A ballot drop box at the Anderson-Foothill Library in Salt Lake City, June 3, 2024. Primary ballots hit registered voters’ mailboxes this week.
Sean Higgins
/
KUER
A ballot drop box at the Anderson-Foothill Library in Salt Lake City, June 3, 2024. Primary ballots hit registered voters’ mailboxes this week.

After 32 years as the Salt Lake County Clerk, Sherie Swensen retired in 2022. How Utahns cast their votes has changed a lot since she took office in 1990. For years, votes were cast in person.

“In 2008, I remember having to recruit 2,000 poll workers and train them and have them deployed to the precinct polling locations,” she said.

These days, Utah’s elections are conducted by mail.

“I believe that now our county and our state is a model for the way it works and should be run with a vote-by-mail process. It’s so convenient.”

But after the 2020 election, national claims of election fraud, many now disproven, crept into Utah and clerks like Swensen bore the brunt of the pushback from worried voters.

“I can't even tell you how many hours I spent — countless hours — answering emails and trying to assure people that our process was secure and safe.”

The scrutiny was so great that 19 clerks across Utah quit between 2020 and 2022. Swenson left to spend more time with her family and not because of poor treatment. Still, she does not have fond memories of the months after November 2020.

“It was just extremely hard,” she said. “I was threatened several times. it was so heartbreaking to see it turn to that.”

Utah is a supermajority Republican state, which means the June 25 primary is the toughest test many GOP candidates will face this election season.

“We want to make sure that everything runs as smoothly as possible,” said Davis County Clerk Brian McKenzie.

“And that started for us months ago, beginning in January. As soon as candidates started filing, we started looking at that and trying to decide what the election would look like, what kind of resources we'd have to have in place and have those things ready to go.”

In Davis County, the clerk’s office just remodeled its voter observation area and added 40 windows so people can watch the counting process for themselves. Even in smaller counties like Summit, clerks and their staff have been busy fielding questions from curious voters.

“Solidly one person is answering questions all day between now and the election,” said Clerk Eve Furse. “And then as we get closer [to Election Day] more of us will be on that line.”

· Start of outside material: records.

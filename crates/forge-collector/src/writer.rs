//! Idempotent manifest persistence
//!
//! Renders resolved manifests and writes each one at its canonical
//! path under the output directory. A path that already exists on disk
//! is authoritative: it is never rewritten, so reruns only add
//! manifests for newly observed releases.

use std::fs::{self, OpenOptions};
use std::io::Write;
use std::path::Path;

use fs2::FileExt;
use forge_core::{BuildManifest, render};
use tracing::{debug, info};

use crate::error::{Error, Result};

/// Outcome of one write batch.
#[derive(Debug, Clone, Copy, Default, PartialEq, Eq)]
pub struct WriteReport {
    pub written: usize,
    pub skipped: usize,
}

/// Render and persist manifests under `directory`.
///
/// Rendering happens before any filesystem mutation, so a render error
/// never leaves a partial artifact behind.
pub fn write_manifests(directory: &Path, manifests: &[BuildManifest]) -> Result<WriteReport> {
    let mut report = WriteReport::default();

    for manifest in manifests {
        let path = directory.join(manifest.artifact_path());
        if path.is_file() {
            debug!(path = %path.display(), "manifest already materialized, skipping");
            report.skipped += 1;
            continue;
        }

        let contents = render(manifest)?;
        write_atomic(&path, contents.as_bytes())?;
        report.written += 1;
    }

    info!(
        written = report.written,
        skipped = report.skipped,
        "wrote new manifests"
    );
    Ok(report)
}

/// Write content atomically: temp file in the target directory, an
/// advisory lock while writing, then rename into place.
fn write_atomic(path: &Path, content: &[u8]) -> Result<()> {
    if let Some(parent) = path.parent() {
        fs::create_dir_all(parent).map_err(|e| Error::io(parent, e))?;
    }

    // Temp file in the same directory keeps the rename on one filesystem.
    let temp_name = format!(
        ".{}.{}.tmp",
        path.file_name()
            .map(|name| name.to_string_lossy())
            .unwrap_or_default(),
        std::process::id()
    );
    let temp_path = path.with_file_name(&temp_name);

    let mut temp_file = OpenOptions::new()
        .write(true)
        .create(true)
        .truncate(true)
        .open(&temp_path)
        .map_err(|e| Error::io(&temp_path, e))?;

    temp_file
        .lock_exclusive()
        .map_err(|_| Error::LockFailed {
            path: path.to_path_buf(),
        })?;
    temp_file
        .write_all(content)
        .map_err(|e| Error::io(&temp_path, e))?;
    temp_file
        .sync_all()
        .map_err(|e| Error::io(&temp_path, e))?;
    fs2::FileExt::unlock(&temp_file).map_err(|_| Error::LockFailed {
        path: path.to_path_buf(),
    })?;

    fs::rename(&temp_path, path).map_err(|e| Error::io(path, e))?;
    Ok(())
}

#[cfg(test)]
mod tests {
    use super::*;
    use chrono::NaiveDate;
    use forge_core::{NukeVersion, OperatingSystem, ReleaseDescriptor, Resolver};
    use pretty_assertions::assert_eq;
    use tempfile::TempDir;

    fn manifest(os: OperatingSystem, major: u32, minor: u32) -> BuildManifest {
        let resolver = Resolver::default()
            .with_build_date(NaiveDate::from_ymd_opt(2026, 1, 15).unwrap());
        resolver
            .resolve(&ReleaseDescriptor {
                operating_system: os,
                version: NukeVersion::new(major, minor),
                source_url: format!(
                    "https://host/Nuke{major}.{minor}v2-{}-x86_64.tgz",
                    os.as_str()
                ),
            })
            .unwrap()
    }

    #[test]
    fn writes_manifest_at_canonical_path() {
        let dir = TempDir::new().unwrap();
        let manifests = vec![manifest(OperatingSystem::Linux, 15, 0)];

        let report = write_manifests(dir.path(), &manifests).unwrap();
        assert_eq!(report, WriteReport { written: 1, skipped: 0 });

        let path = dir.path().join("manifests/15.0/linux/Manifest");
        let contents = fs::read_to_string(path).unwrap();
        assert!(contents.starts_with("FROM rockylinux:8"));
    }

    #[test]
    fn rerun_with_same_manifest_writes_nothing() {
        let dir = TempDir::new().unwrap();
        let manifests = vec![manifest(OperatingSystem::Linux, 15, 0)];

        write_manifests(dir.path(), &manifests).unwrap();
        let report = write_manifests(dir.path(), &manifests).unwrap();
        assert_eq!(report, WriteReport { written: 0, skipped: 1 });
    }

    #[test]
    fn existing_artifact_is_never_overwritten() {
        let dir = TempDir::new().unwrap();
        let path = dir.path().join("manifests/15.0/linux/Manifest");
        fs::create_dir_all(path.parent().unwrap()).unwrap();
        fs::write(&path, "handcrafted").unwrap();

        let manifests = vec![manifest(OperatingSystem::Linux, 15, 0)];
        let report = write_manifests(dir.path(), &manifests).unwrap();

        assert_eq!(report, WriteReport { written: 0, skipped: 1 });
        assert_eq!(fs::read_to_string(&path).unwrap(), "handcrafted");
    }

    #[test]
    fn new_version_adds_exactly_one_artifact() {
        let dir = TempDir::new().unwrap();
        write_manifests(dir.path(), &[manifest(OperatingSystem::Linux, 15, 0)]).unwrap();

        let batch = vec![
            manifest(OperatingSystem::Linux, 15, 0),
            manifest(OperatingSystem::Linux, 15, 1),
        ];
        let report = write_manifests(dir.path(), &batch).unwrap();
        assert_eq!(report, WriteReport { written: 1, skipped: 1 });
        assert!(dir.path().join("manifests/15.1/linux/Manifest").is_file());
    }

    #[test]
    fn one_file_per_target_pair() {
        let dir = TempDir::new().unwrap();
        let batch = vec![
            manifest(OperatingSystem::Linux, 15, 0),
            manifest(OperatingSystem::Windows, 15, 0),
            manifest(OperatingSystem::MacOsArm, 15, 0),
        ];
        write_manifests(dir.path(), &batch).unwrap();

        assert!(dir.path().join("manifests/15.0/linux/Manifest").is_file());
        assert!(dir.path().join("manifests/15.0/windows/Manifest").is_file());
        assert!(dir.path().join("manifests/15.0/macos-arm/Manifest").is_file());
    }
}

That workload is the new normal across the state.

“Some of the former clerks or older clerks or longer term clerks that I've talked to, what they've said is you knew you ran a great election when nobody knew your name,” said Furse.

“I understand that and I would love that, but it's not what it is anymore. We need to be talking with our communities and telling them what's happening on a regular basis. It's just a much more public role, I think, than maybe it was previously.”

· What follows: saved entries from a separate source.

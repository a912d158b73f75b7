//! Error types for the BLE-MIDI codec.

use thiserror::Error;

#[derive(Error, Debug, Clone, PartialEq, Eq)]
pub enum Error {
    #[error("Invalid header byte {0:#04x}: top bits must be 10")]
    InvalidHeader(u8),

    #[error("Invalid timestamp byte {0:#04x}: top bit must be set")]
    InvalidTimestampByte(u8),

    #[error("Truncated message {status:#04x}: expected {expected} bytes, {available} available")]
    TruncatedMessage {
        status: u8,
        expected: usize,
        available: usize,
    },

    #[error("SysEx end (0xf7) without a matching SysEx start")]
    UnmatchedSysExEnd,

    #[error("Unexpected end of packet")]
    UnexpectedEndOfPacket,

    #[error("Unexpected byte {0:#04x}")]
    UnexpectedByte(u8),

    #[error("SysEx message exceeds {limit} bytes")]
    SysExOverflow { limit: usize },

    #[error("MIDI message conversion error: {0}")]
    MidiMsg(String),
}

impl From<midi_msg::ParseError> for Error {
    fn from(e: midi_msg::ParseError) -> Self {
        Error::MidiMsg(format!("{e:?}"))
    }
}

pub type Result<T> = std::result::Result<T, Error>;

State laws were also passed that changed the vote counting process. County clerks now have to report to the public how many ballots they’ve received on a daily basis on their respective websites.

“All of those things kind of come together in that effort of engaging with the citizens and helping them understand how elections are administered here in the state of Utah,” McKenzie said.

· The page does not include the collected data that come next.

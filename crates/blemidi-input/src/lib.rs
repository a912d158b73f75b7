//! BLE-MIDI input devices.
//!
//! Connects a Bluetooth LE MIDI notification stream to MIDI consumers: one
//! [`BleMidiInput`] per connected device decodes packets and fans the
//! resulting messages out to callbacks and channels.

pub mod error;
pub use error::{Error, Result};

mod device;
pub use device::BleMidiInput;

mod event;
pub use event::InputEvent;

mod listeners;
pub use listeners::{Listener, ListenerId};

Counties are also hosting informational sessions to answer as many questions as possible, and testing their voting machines. Those with questions about the voting process are encouraged to reach out to their local county clerk.

“We all want to have a successful election,” Furse said. “If one of us fails, it's bad for all of us. Everybody wants this to work so reach out and ask for help.”

The May 31 felony convictions of former President Donald Trump could also add an additional layer of scrutiny. Trump and his allies have repeatedly called the legal cases brought against him politically motivated and meant to help President Joe Biden’s chances at reelection.

That won’t change how McKenzie, his staff or other clerk offices across Utah approach this year’s election.

“What we're focused on is making sure that the election runs as smoothly as possible, regardless of what the results are,” he said. “We'll let the voters determine what those are going to be.”

If anything, Furse thinks that makes a clerk’s community outreach some of the most important work they’ll do.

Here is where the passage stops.